Causal Pre-training Under the Fairness Lens: An Empirical Study of TabPFN
Qinyi Liu, Mohammad Khalil, Naman Goel
TL;DR
This paper investigates the fairness of TabPFN, a tabular foundation model pretrained on millions of synthetic tasks generated from structural causal models and deployed with in-context learning. It compares TabPFN and its fine-tuned variant FT-TabPFN against classic baselines across four standard tabular fairness benchmarks (Heart, Bank, Law, Adult), using DP and EO as fairness metrics and robust evaluation under distribution shifts.
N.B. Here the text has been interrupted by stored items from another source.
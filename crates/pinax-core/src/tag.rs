//! Struct-tag parsing.
//!
//! Tags use the Go-style grammar `key:"value" key2:"value2"`. For a tag
//! namespace such as `query`, the value is `primary[,alias]*[,omitempty]`;
//! `default`, `enum` and `required` are read from their own keys.
//!
//! Body namespaces (`json`, `xml`, `yaml`) fall back to the declared field
//! name when the tag is missing or its primary segment is empty, and `-`
//! excludes the field. Every other namespace only binds tagged fields.

use std::any::TypeId;

use tracing::debug;

use crate::config::BindConfig;
use crate::convert::convert_value;
use crate::metadata::{AccessStep, FieldKind, FieldMetadata, StructInfo};
use crate::schema::StructSchema;
use crate::shape::{ShapeKind, TypeShape};

/// Namespaces decoded from a whole request body.
pub const BODY_NAMESPACES: &[&str] = &["json", "xml", "yaml"];

/// Returns true for body-oriented namespaces.
#[must_use]
pub fn is_body_namespace(namespace: &str) -> bool {
    BODY_NAMESPACES.contains(&namespace)
}

/// A raw struct-tag string.
///
/// ```rust
/// use pinax_core::StructTag;
///
/// let tag = StructTag::new(r#"query:"user_id,id" default:"8080""#);
/// assert_eq!(tag.lookup("query").as_deref(), Some("user_id,id"));
/// assert_eq!(tag.get("default"), "8080");
/// assert_eq!(tag.lookup("form"), None);
/// ```
#[derive(Debug, Clone, Copy, PartialEq, Eq)]
pub struct StructTag<'a>(&'a str);

impl<'a> StructTag<'a> {
    /// Wraps a tag string.
    #[must_use]
    pub fn new(tag: &'a str) -> Self {
        Self(tag)
    }

    /// The value under `key`, or the empty string.
    #[must_use]
    pub fn get(&self, key: &str) -> String {
        self.lookup(key).unwrap_or_default()
    }

    /// The value under `key`, distinguishing an absent key from an empty
    /// value. Parsing stops at the first malformed pair.
    #[must_use]
    pub fn lookup(&self, key: &str) -> Option<String> {
        let mut tag = self.0;
        loop {
            tag = tag.trim_start_matches(' ');
            if tag.is_empty() {
                return None;
            }

            let name_len = tag
                .find(|c: char| c <= ' ' || c == ':' || c == '"' || c == '\u{7f}')
                .unwrap_or(tag.len());
            let bytes = tag.as_bytes();
            if name_len == 0
                || name_len + 1 >= tag.len()
                || bytes[name_len] != b':'
                || bytes[name_len + 1] != b'"'
            {
                return None;
            }
            let name = &tag[..name_len];
            tag = &tag[name_len + 1..];

            let bytes = tag.as_bytes();
            let mut end = 1;
            while end < bytes.len() && bytes[end] != b'"' {
                if bytes[end] == b'\\' {
                    end += 1;
                }
                end += 1;
            }
            if end >= bytes.len() {
                return None;
            }
            let quoted = &tag[1..end];
            tag = &tag[end + 1..];

            if name == key {
                return Some(unquote(quoted));
            }
        }
    }
}

fn unquote(quoted: &str) -> String {
    let mut out = String::with_capacity(quoted.len());
    let mut chars = quoted.chars();
    while let Some(c) = chars.next() {
        if c != '\\' {
            out.push(c);
            continue;
        }
        match chars.next() {
            Some('n') => out.push('\n'),
            Some('t') => out.push('\t'),
            Some('r') => out.push('\r'),
            Some(other) => out.push(other),
            None => out.push('\\'),
        }
    }
    out
}

/// Parses a struct schema into the ordered field metadata for `namespace`.
///
/// Embedded (`flatten`) fields are expanded in place, their index paths
/// prefixed with the embedding field's index. A struct embedding itself
/// through a cycle is expanded once.
#[must_use]
pub fn parse_struct(schema: &StructSchema, namespace: &str) -> StructInfo {
    let mut fields = Vec::new();
    let mut stack = vec![schema.type_id()];
    collect_fields(schema, namespace, &[], &[], &mut stack, &mut fields);
    StructInfo {
        type_name: schema.type_name(),
        namespace: namespace.to_string(),
        fields,
    }
}

fn collect_fields(
    schema: &StructSchema,
    namespace: &str,
    index_prefix: &[usize],
    step_prefix: &[AccessStep],
    stack: &mut Vec<TypeId>,
    out: &mut Vec<FieldMetadata>,
) {
    let body = is_body_namespace(namespace);

    for (index, decl) in schema.fields().iter().enumerate() {
        if decl.is_skipped() {
            continue;
        }

        let mut index_path = index_prefix.to_vec();
        index_path.push(index);

        if decl.is_flattened() {
            if let ShapeKind::Struct(nested) = decl.shape().pointee().kind() {
                let inner_id = decl.shape().pointee().id();
                if stack.contains(&inner_id) {
                    debug!(
                        field = decl.name(),
                        type_name = decl.shape().pointee().name(),
                        "skipping recursive embedded struct"
                    );
                    continue;
                }
                let through = match decl.shape().kind() {
                    ShapeKind::Optional(opt) => Some(opt.clone()),
                    _ => None,
                };
                let mut steps = step_prefix.to_vec();
                steps.push(AccessStep {
                    access: decl.accessor().clone(),
                    through,
                });
                stack.push(inner_id);
                collect_fields(&nested.schema(), namespace, &index_path, &steps, stack, out);
                stack.pop();
                continue;
            }
        }

        let tag = StructTag::new(decl.tag());
        let raw = tag.lookup(namespace);
        let mut segments = raw.as_deref().unwrap_or("").split(',');
        let primary = segments.next().unwrap_or("").trim();

        let primary_key = if body {
            match primary {
                "-" => continue,
                "" => decl.name().to_string(),
                name => name.to_string(),
            }
        } else if primary.is_empty() {
            continue;
        } else {
            primary.to_string()
        };

        let alias_keys: Vec<String> = segments
            .map(str::trim)
            .filter(|alias| !alias.is_empty() && *alias != "omitempty")
            .map(String::from)
            .collect();

        let shape = decl.shape().clone();
        let kind = FieldKind::of(&shape);
        let elem_kind = match shape.pointee().kind() {
            ShapeKind::List(list) => Some(FieldKind::of(list.elem())),
            _ => None,
        };

        let default_raw = tag.lookup("default");
        let default_typed = default_raw
            .as_deref()
            .and_then(|raw| precompute_default(raw, decl.name(), &shape, kind));

        let enum_values = tag
            .lookup("enum")
            .map(|values| {
                values
                    .split(',')
                    .map(str::trim)
                    .filter(|v| !v.is_empty())
                    .map(String::from)
                    .collect()
            })
            .unwrap_or_default();

        let mut steps = step_prefix.to_vec();
        steps.push(AccessStep {
            access: decl.accessor().clone(),
            through: None,
        });

        out.push(FieldMetadata {
            index_path,
            steps,
            field_name: decl.name().to_string(),
            primary_key,
            alias_keys,
            kind,
            is_optional: shape.is_optional(),
            shape,
            elem_kind,
            default_raw,
            default_typed,
            enum_values,
            required: tag.lookup("required").as_deref() == Some("true"),
        });
    }
}

fn precompute_default(
    raw: &str,
    field: &str,
    shape: &TypeShape,
    kind: FieldKind,
) -> Option<crate::shape::BoxedValue> {
    if kind != FieldKind::Scalar {
        debug!(field, ?kind, "default tag ignored for non-scalar field");
        return None;
    }
    match convert_value(raw, shape.pointee(), &BindConfig::default()) {
        Ok(value) => Some(value),
        Err(err) => {
            debug!(
                field,
                default = raw,
                error = %err,
                "default not precomputed, converting at bind time"
            );
            None
        }
    }
}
The study introduces spurious-correlation stress tests and MNAR covariate-shift scenarios to probe reliance on non-causal shortcuts. Results show TabPFN variants deliver strong predictive accuracy and robustness to spurious correlations, but fairness gains are moderate and inconsistent, particularly under MNAR shifts, signaling that causal pre-training alone is insufficient for reliable algorithmic fairness. The work highlights practical implications for deploying causally-informed tabular models and suggests directions like causal imputation and dynamic fairness regularization to close the fairness gap.
Abstract
Foundation models for tabular data, such as the Tabular Prior-data Fitted Network (TabPFN), are pre-trained on a massive number of synthetic datasets generated by structural causal models (SCM). They leverage in-context learning to offer high predictive accuracy in real-world tasks. However, the fairness properties of these foundational models, which incorporate ideas from causal reasoning during pre-training, remain underexplored. In this work, we conduct a comprehensive empirical evaluation of TabPFN and its fine-tuned variants, assessing predictive performance, fairness, and robustness across varying dataset sizes and distributional shifts. Our results reveal that while TabPFN achieves stronger predictive accuracy compared to baselines and exhibits robustness to spurious correlations, improvements in fairness are moderate and inconsistent, particularly under missing-not-at-random (MNAR) covariate shifts. These findings suggest that the causal pre-training in TabPFN is helpful but insufficient for algorithmic fairness, highlighting implications for deploying TabPFN (and similar) models in practice and the need for further fairness interventions.